Well, after some deliberation, I've decided to start updating this blog again! Be excited!
It is interesting looking back at some of my old posts and realizing just how much I have changed in the last few years... I think this will be an interesting experiment. At the very least, it will get me to write more.
It is funny that being in three English classes this semester isn't making me sick of writing. On the contrary, I want to write more! More stories, more of my journal, and, this blog.
I've been thinking about writing, and what it is that compels me to do it. Why do I have this desire for other people to read and experience, in some way, what is going on in my mind? It's like this drive to prove that I can, in fact, think and create something that other people might enjoy, too.
Since I got home from my mission, I've shied away from writing. I think I've been afraid of mediocrity, afraid of failure, afraid that I'm no good at writing, after all. But that is simply ridiculous, and, as Stonewall Jackson said, "Don't take counsel from your fears." Okay, Stonewall, I won't.

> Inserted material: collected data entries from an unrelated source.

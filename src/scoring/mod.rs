pub mod config;
pub mod engine;
pub mod input;
pub mod validation;

pub use config::EstimatorConfig;
pub use engine::{
    average, estimate_rank, estimate_rank_with, explain_rank, subject_percentage, RankBreakdown,
    RankEstimate, RankTerm, PERCENTAGE_FLOOR,
};
pub use input::{parse_count, parse_count_field, parse_prior_score, SubjectEntry};
pub use validation::validate_estimator;
pub mod catalog;
pub mod config;
pub mod output;
pub mod scoring;
pub mod session;
pub mod stderr_buffer;
pub mod tui;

Speaking of fear, this abstract concept has been on my mind lately, because of an essay that I'm working on for my creative writing class, exploring the fears from my childhood. I'm including the first paragraph for your perusal!
"From the darkness
in my room, I looked over at my teddy bear, his glassy, blank eyes staring at
me. I imagined him, as soon as I fell asleep, slowly creeping from his chair
and across the room to my bed. He would deftly climb up and stare down into my
face, and then reach his furry paws to my neck. I would try to scream, but by
then it was too late. Helplessly struggling against him, I would choke until I
breathed my last breath. After his plot was carried out, he would creep back to
his chair, and my parents would be never know how I came to my fate. The teddy
bear didn’t look threatening, but
that was just a clever ploy. I never knew how he managed to sit, so still and
lifeless, all the while plotting my demise and waiting for nightfall. He was a
Christmas gift, and during daylight hours, I would play with him to keep up
appearances that I was thrilled with my new “friend.” But I wasn’t thrilled. I
I may not be afraid of my teddy bear anymore, but I still have plenty of fears that I'm trying to conquer, some of which are about as irrational as fearing my teddy bear.